When the small-block Chevy was introduced in the ’50s, it was a mechanical marvel that hot rodders immediately embraced. At the time, it delivered more power than anything on the market. In fact, it is still a go-to engine for most enterprising hot rodders. However, in the last several decades, the Chevrolet faithful have been happily realizing a new way to motivate their rides — enter the LS engine.
Every week, I get a multitude of emails asking about where to get an inexpensive LS crate engine that is ready to run. The first questions I ask are, “what do you consider inexpensive, and how much are you willing to spend”? I get it, we are all on a budget and need to watch where our money goes, but you can still have an LS in your ride. Also, I need to know what the letter writer means by “ready to run”. Does the person want just an engine, engine and controller package, or the whole kit-and-kaboodle with an engine, transmission, and electronics?
I don’t typically need to ask anything about horsepower at first, because the emails I get typically proclaim a certain goal is announced. Unfortunately, that number isn’t usually in tune with what the person is wanting to spend. In order to help those looking for an economical crate engine that can hold its own in any situation, I decided to locate the most economical LS crate engines I could find on the internet. But before I started compiling the list, I did have a few criteria an engine must meet to be included.
Gotta Have The Horsepower
First and foremost, it must deliver a minimum of 450 horsepower. I decided on that number because making 450-horsepower with an LS is an easy task, and also, a 450-horsepower cruiser is more than respectable. The next requirement — and I thought long and hard about this — is the initial purchase cost must be $10,000 or less (at the time of this writing). That sounds like a lot — and it is, as none of us wants to spend a lot of money. I am an old-school guy and remember buying small-block Chevy crate engines for less than half that total. However, I soon learned that purchasing an almost all-new LS engine is not as cheap as purchasing a rebuilt traditional small-block. Okay, you might be thinking $10,000 is too expensive, but have you priced having an engine rebuilt?
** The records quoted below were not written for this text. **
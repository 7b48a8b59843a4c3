//! Profile registry.
//!
//! Profiles are immutable once registered; `configure` replaces the
//! whole map atomically so a lookup never observes a half-updated
//! registry.

use std::collections::HashMap;
use std::sync::{Arc, OnceLock};

use parking_lot::RwLock;

use crate::error::{SandboxError, SandboxResult};

/// A named bundle of image + default command + user + network/read-only
/// disposition. Registered at configuration time; never mutated after.
#[derive(Debug, Clone)]
pub struct Profile {
    pub name: String,
    pub image: String,
    pub default_command: Option<String>,
    pub user: String,
    pub read_only: bool,
    pub network_disabled: bool,
}

impl Profile {
    pub fn new(name: impl Into<String>, image: impl Into<String>) -> Self {
        Self {
            name: name.into(),
            image: image.into(),
            default_command: None,
            user: "sandbox".to_string(),
            read_only: false,
            network_disabled: false,
        }
    }

    pub fn with_command(mut self, command: impl Into<String>) -> Self {
        self.default_command = Some(command.into());
        self
    }

    pub fn with_user(mut self, user: impl Into<String>) -> Self {
        self.user = user.into();
        self
    }

    pub fn with_read_only(mut self, read_only: bool) -> Self {
        self.read_only = read_only;
        self
    }

    pub fn with_network_disabled(mut self, network_disabled: bool) -> Self {
        self.network_disabled = network_disabled;
        self
    }
}

struct Registry {
    profiles: RwLock<HashMap<String, Arc<Profile>>>,
    engine_url: RwLock<Option<String>>,
    container_prefix: RwLock<String>,
}

fn registry() -> &'static Registry {
    static REGISTRY: OnceLock<Registry> = OnceLock::new();
    REGISTRY.get_or_init(|| Registry {
        profiles: RwLock::new(HashMap::new()),
        engine_url: RwLock::new(None),
        container_prefix: RwLock::new("epicbox-".to_string()),
    })
}

/// One-shot (well, re-runnable) configuration entry point. Replaces the
/// whole profile map atomically; a concurrent `lookup` sees either the
/// old map or the new one, never a partial mix.
pub fn configure(profiles: Vec<Profile>, engine_url: Option<String>, container_prefix: String) {
    let map = profiles
        .into_iter()
        .map(|p| (p.name.clone(), Arc::new(p)))
        .collect();
    *registry().profiles.write() = map;
    *registry().engine_url.write() = engine_url;
    *registry().container_prefix.write() = container_prefix;
}

/// Look up a profile by name. Fails with `ProfileNotFound`, a
/// configuration error distinct from engine errors.
pub fn lookup(name: &str) -> SandboxResult<Arc<Profile>> {
    registry()
        .profiles
        .read()
        .get(name)
        .cloned()
        .ok_or_else(|| SandboxError::ProfileNotFound(name.to_string()))
}

/// The engine URL set by the last `configure` call, if any.
pub fn engine_url() -> Option<String> {
    registry().engine_url.read().clone()
}

/// The container name prefix set by the last `configure` call.
/// Defaults to `"epicbox-"` (production); the test harness sets
/// `"epicbox-test-"` so its own GC can filter containers by prefix.
pub fn container_prefix() -> String {
    registry().container_prefix.read().clone()
}

#[cfg(test)]
mod tests {
    use super::*;

    #[test]
    fn configure_then_lookup() {
        let p = Profile::new("python", "python:3.11-slim").with_command("true");
        configure(
            vec![p],
            Some("unix:///var/run/docker.sock".to_string()),
            "epicbox-".to_string(),
        );

        let looked_up = lookup("python").expect("profile should be registered");
        assert_eq!(looked_up.image, "python:3.11-slim");
        assert_eq!(engine_url().as_deref(), Some("unix:///var/run/docker.sock"));
    }

    #[test]
    fn unknown_profile_is_configuration_error() {
        configure(vec![Profile::new("only-one", "alpine")], None, "epicbox-".to_string());
        let err = lookup("nope").unwrap_err();
        assert!(matches!(err, SandboxError::ProfileNotFound(name) if name == "nope"));
    }

    #[test]
    fn reconfigure_replaces_map_atomically() {
        configure(vec![Profile::new("a", "alpine")], None, "epicbox-".to_string());
        assert!(lookup("a").is_ok());
        configure(vec![Profile::new("b", "alpine")], None, "epicbox-".to_string());
        assert!(lookup("a").is_err());
        assert!(lookup("b").is_ok());
    }

    #[test]
    fn configure_sets_container_prefix() {
        configure(vec![], None, "epicbox-test-".to_string());
        assert_eq!(container_prefix(), "epicbox-test-");
        configure(vec![], None, "epicbox-".to_string());
    }
}
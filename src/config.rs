//! Configuration loading.
//!
//! This is the ambient layer that the core sandbox engine deliberately
//! does not own (spec §1 lists configuration loading, environment
//! variables and structured logging as external collaborators). It
//! exists here only so the CLI entry point has somewhere to get a
//! `engine_url` and a `Vec<Profile>` from before calling
//! [`crate::profile::configure`].

use std::collections::HashMap;
use std::path::Path;

use anyhow::{Context, Result};
use serde::Deserialize;

use crate::profile::Profile;

/// Top-level daemon configuration, loaded from a TOML file.
#[derive(Debug, Clone, Deserialize)]
pub struct Configuration {
    /// URL of the container engine (e.g. `unix:///var/run/docker.sock`).
    /// `None` means "use the platform default" (see `EngineClient::new`).
    #[serde(default)]
    pub engine_url: Option<String>,

    /// Container name prefix; production uses `"epicbox-"`, the test
    /// harness uses `"epicbox-test-"` so GC can filter by prefix.
    #[serde(default = "default_prefix")]
    pub container_prefix: String,

    /// Declared profiles, keyed by name.
    #[serde(default)]
    pub profiles: HashMap<String, ProfileConfiguration>,
}

fn default_prefix() -> String {
    "epicbox-".to_string()
}

/// On-disk shape of a single profile entry.
#[derive(Debug, Clone, Deserialize)]
pub struct ProfileConfiguration {
    pub image: String,
    #[serde(default)]
    pub command: Option<String>,
    #[serde(default = "default_user")]
    pub user: String,
    #[serde(default)]
    pub read_only: bool,
    #[serde(default)]
    pub network_disabled: bool,
}

fn default_user() -> String {
    "sandbox".to_string()
}

impl Configuration {
    /// Load configuration from a TOML file.
    pub fn load(path: &Path) -> Result<Self> {
        let content = std::fs::read_to_string(path)
            .with_context(|| format!("failed to read config file: {}", path.display()))?;
        let config: Configuration =
            toml::from_str(&content).with_context(|| "failed to parse configuration")?;
        Ok(config)
    }

    /// Turn the declared profile table into `Profile` values ready for
    /// [`crate::profile::configure`].
    pub fn profiles(&self) -> Vec<Profile> {
        self.profiles
            .iter()
            .map(|(name, p)| Profile {
                name: name.clone(),
                image: p.image.clone(),
                default_command: p.command.clone(),
                user: p.user.clone(),
                read_only: p.read_only,
                network_disabled: p.network_disabled,
            })
            .collect()
    }
}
I know the internet is full of videos showing how to make 1,000 horsepower with a junkyard LS. I will not deny the feasibility of doing that. However, has the LS simply become a disposable engine to everyone on YouTube? Do the guys making these videos enjoy changing engines every three or four days? If you’re like me, you want an engine that will be with your ride for more than one summer. I for one do not like to spend money, let alone, throw it away. I would rather spend a little more in the beginning and get something that will last. Now, back to our criteria.
Finally, to make the list, the engine must run on widely obtainable pump gas. To accomplish this, we will limit the recommended octane requirement to 93. While the cost of premium gas is climbing (once again) at the time of this writing, it’s still not like buying race fuel.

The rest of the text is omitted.